| Data shown |
#[cfg(test)]
mod tests {
    use super::*;
    use crate::object::Object;

    fn tuple_of(values: &[&str]) -> Tuple {
        Tuple::from_values(values.iter().copied()).unwrap()
    }

    fn assert_links(tuple: &Tuple) {
        let mut count = 1;
        let mut current = tuple.root;
        while let Some(next) = tuple.arena[current].next {
            current = next;
            count += 1;
        }
        assert_eq!(current, tuple.last, "last is not the end of the chain");
        assert_eq!(count, tuple.size(), "arena holds unlinked nodes");
    }

    #[test]
    fn append_moves_last() {
        let mut tuple = Tuple::new("a").unwrap();
        let _ = tuple.ap(3).unwrap().ap(true).unwrap().ap(4.5).unwrap();
        assert_links(&tuple);
        assert_eq!(tuple.last(), Some(&Value::Float(4.5)));
        assert_eq!(tuple.to_string(), "(a, 3, true, 4.5)");
    }

    #[test]
    fn insert_at_front_of_singleton() {
        let mut tuple = tuple_of(&["a"]);
        tuple.add(0, "x").unwrap();
        assert_links(&tuple);
        assert_eq!(tuple.to_string(), "(x, a)");
        assert_eq!(tuple.last(), Some(&Value::from("a")));
    }

    #[test]
    fn insert_in_middle_and_at_end() {
        let mut tuple = tuple_of(&["a", "c"]);
        tuple.add(1, "b").unwrap();
        tuple.add(3, "d").unwrap();
        assert_links(&tuple);
        assert_eq!(tuple.to_string(), "(a, b, c, d)");
        assert!(matches!(tuple.add(5, "f"), Err(Error::InvalidIndex { index: 5 })));
        assert_eq!(tuple.size(), 4);
    }

    #[test]
    fn remove_from_front_shifts_payloads() {
        let mut tuple = tuple_of(&["a", "b"]);
        assert_eq!(tuple.remove(0).unwrap(), Some(Value::from("a")));
        assert_links(&tuple);
        assert_eq!(tuple.to_string(), "(b)");
        assert_eq!(tuple.last(), Some(&Value::from("b")));
    }

    #[test]
    fn remove_before_tail_moves_last() {
        let mut tuple = tuple_of(&["a", "b", "c"]);
        assert_eq!(tuple.remove(1).unwrap(), Some(Value::from("b")));
        assert_links(&tuple);
        assert_eq!(tuple.last(), Some(&Value::from("c")));
        assert_eq!(tuple.remove(1).unwrap(), Some(Value::from("c")));
        assert_links(&tuple);
        assert_eq!(tuple.to_string(), "(a)");
    }

    #[test]
    fn remove_past_the_end() {
        let mut tuple = tuple_of(&["a", "b"]);
        assert_eq!(tuple.remove(2).unwrap(), None);
        assert!(matches!(tuple.remove(3), Err(Error::InvalidIndex { index: 3 })));
        assert_eq!(tuple.size(), 2);
    }

    #[test]
    fn remove_from_singleton_leaves_absent_payload() {
        let mut tuple = tuple_of(&["a"]);
        assert_eq!(tuple.remove(0).unwrap(), Some(Value::from("a")));
        assert_eq!(tuple.size(), 1);
        assert_eq!(tuple.get(0).unwrap(), None);
        assert_eq!(tuple.to_string(), "(None)");
        assert_eq!(tuple.remove(0).unwrap(), None);
    }

    #[test]
    fn tuples_never_nest() {
        let inner = tuple_of(&["a"]);
        assert!(matches!(Tuple::new(Object::opaque(inner)), Err(Error::InvalidValue)));

        let mut tuple = tuple_of(&["a"]);
        let inner = Value::from(Object::opaque(tuple_of(&["b"])));
        assert!(matches!(tuple.ap(inner), Err(Error::InvalidValue)));
        let inner = Value::from(Object::opaque(tuple_of(&["b"])));
        assert!(matches!(tuple.add(0, inner), Err(Error::InvalidValue)));
        assert_eq!(tuple.to_string(), "(a)");
    }

    #[test]
    fn tuple_first_in_sequence_is_dropped() {
        let values = vec![Value::from(Object::opaque(tuple_of(&["a"]))), Value::from(1)];
        let tuple = Tuple::from_values(values).unwrap();
        assert_eq!(tuple.size(), 1);
        assert_eq!(tuple.first(), None);

        let values = vec![Value::from(1), Value::from(Object::opaque(tuple_of(&["a"])))];
        assert!(matches!(Tuple::from_values(values), Err(Error::InvalidValue)));
    }

    #[test]
    fn replace_checks_types() {
        let mut tuple = Tuple::from_values(vec![Value::from(1), Value::from("two")]).unwrap();
        match tuple.replace(1, 99) {
            Err(Error::IncompatibleType {
                existing,
                replacement,
            }) => {
                assert_eq!(existing, "alloc::string::String");
                assert_eq!(replacement, "i64");
            }
            other => panic!("unexpected result: {:?}", other),
        }
        assert_eq!(tuple.replace(0, 7).unwrap(), Some(Value::from(1)));
        assert_eq!(tuple.to_string(), "(7, two)");
    }

    #[test]
    fn absent_payload_accepts_anything() {
        let mut tuple = tuple_of(&["a"]);
        let _ = tuple.remove(0).unwrap();
        assert_eq!(tuple.replace(0, 5).unwrap(), None);
        assert_eq!(tuple.first(), Some(&Value::Int(5)));
    }

    #[test]
    fn locked_tuples_refuse_structural_changes() {
        let mut tuple = tuple_of(&["a", "b"]);
        let _ = tuple.lock_size_as("pair");
        assert!(tuple.is_locked_size());
        assert_eq!(tuple.type_name(), Some("pair"));
        assert!(matches!(tuple.ap("c"), Err(Error::LockedSize)));
        assert!(matches!(tuple.add(0, "c"), Err(Error::LockedSize)));
        assert!(matches!(tuple.remove(0), Err(Error::LockedSize)));
        assert_eq!(tuple.to_string(), "(a, b)");
    }

    #[test]
    fn locking_without_a_name_does_nothing() {
        let mut tuple = Tuple::from_values(vec![1, 2]).unwrap();
        assert!(tuple.lock_size().is_none());
        assert!(!tuple.is_locked_size());
        assert_eq!(tuple.type_name(), None);
        let _ = tuple.ap(3).unwrap();
        assert_eq!(tuple.to_string(), "(1, 2, 3)");

        assert!(tuple.lock_size_as("triple").is_some());
        assert!(tuple.lock_size().is_none());
        assert!(tuple.is_locked_size());
        assert_eq!(tuple.type_name(), Some("triple"));
    }

    #[test]
    fn equality() {
        let mut named = tuple_of(&["a", "b"]);
        let mut unnamed = tuple_of(&["a", "b"]);
        assert_eq!(named, unnamed);

        let _ = named.lock_size_as("pair");
        assert_ne!(named, unnamed);
        let _ = unnamed.lock_size();
        assert_ne!(named, unnamed);
        let _ = unnamed.lock_size_as("pair");
        assert_eq!(named, unnamed);

        let mut other = tuple_of(&["a", "b"]);
        let _ = other.lock_size_as("couple");
        assert_ne!(named, other);

        assert_ne!(tuple_of(&["a"]), tuple_of(&["a", "b"]));
        assert_ne!(tuple_of(&["a", "b"]), tuple_of(&["a"]));
    }

    #[test]
    fn hash_code_is_polynomial() {
        let tuple = tuple_of(&["a", "b"]);
        let expected = 31_u64
            .wrapping_add(hash_value(&Value::from("a")))
            .wrapping_mul(31)
            .wrapping_add(hash_value(&Value::from("b")));
        assert_eq!(tuple.hash_code(), expected);

        let mut absent = tuple_of(&["a"]);
        let _ = absent.remove(0).unwrap();
        assert_eq!(absent.hash_code(), 31);
    }

    #[test]
    fn deep_clone_is_independent() {
        let mut tuple = Tuple::new(Object::cloneable(vec![1])).unwrap();
        let _ = tuple.ap("x").unwrap();
        let _ = tuple.lock_size_as("list");
        let mut clone = tuple.deep_clone().unwrap();
        assert_eq!(clone, tuple);
        assert_links(&clone);

        clone.downcast_mut::<Vec<i32>>(0).unwrap().unwrap().push(2);
        assert_eq!(tuple.to_string(), "([1], x)");
        assert_eq!(clone.to_string(), "([1, 2], x)");
        assert_eq!(clone.type_name(), Some("list"));
    }

    #[test]
    fn deep_clone_fails_as_a_whole() {
        #[derive(Debug, PartialEq)]
        struct Handle;

        let tuple = Tuple::from_values(vec![Value::from(1), Value::from(Object::opaque(Handle))])
            .unwrap();
        assert!(matches!(tuple.deep_clone(), Err(Error::NotCloneable { .. })));
        assert!(tuple.deep_clone_silent().is_none());
    }
}
use thiserror::Error;

/// A boxed error from a serialization format, kept as the source of a failed duplication.
pub type BoxError = Box<dyn std::error::Error + Send + Sync + 'static>;

/// An error returned by an operation on a [`Tuple`](crate::Tuple).
///
/// Every error is returned to the caller of the operation which detected it; nothing is retried
/// and no operation leaves a tuple half-modified when it fails.
#[derive(Debug, Error)]
pub enum Error {
    /// A [`Tuple`](crate::Tuple) was supplied as the payload of an element. Tuples never nest.
    #[error("a tuple cannot be stored as an element of another tuple")]
    InvalidValue,
    /// A structural mutation (append, insert or remove) was attempted on a size-locked tuple.
    #[error("cannot change the size of a size-locked tuple")]
    LockedSize,
    /// The index does not refer to an element of the tuple.
    #[error("invalid index {index}: the tuple has no element there")]
    InvalidIndex {
        /// The index which was requested.
        index: usize,
    },
    /// The replacement value's type differs from the type of the payload it would replace.
    #[error("incompatible types: cannot replace a value of type `{existing}` with one of type `{replacement}`")]
    IncompatibleType {
        /// The type of the payload currently stored.
        existing: &'static str,
        /// The type of the rejected replacement.
        replacement: &'static str,
    },
    /// A payload could not be duplicated during a deep clone.
    #[error("value of type `{type_name}` is not cloneable")]
    NotCloneable {
        /// The type of the payload which could not be duplicated.
        type_name: &'static str,
        /// The serialization error, when a round trip was attempted and failed.
        #[source]
        source: Option<BoxError>,
    },
}

impl Error {
    pub(crate) fn not_cloneable(type_name: &'static str) -> Self {
        Error::NotCloneable {
            type_name,
            source: None,
        }
    }
}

| Task brief |
Gather each line of the listing containing the word "Debug" and show it.

| Result |
        #[derive(Debug, PartialEq)]
#[derive(Debug, Error)]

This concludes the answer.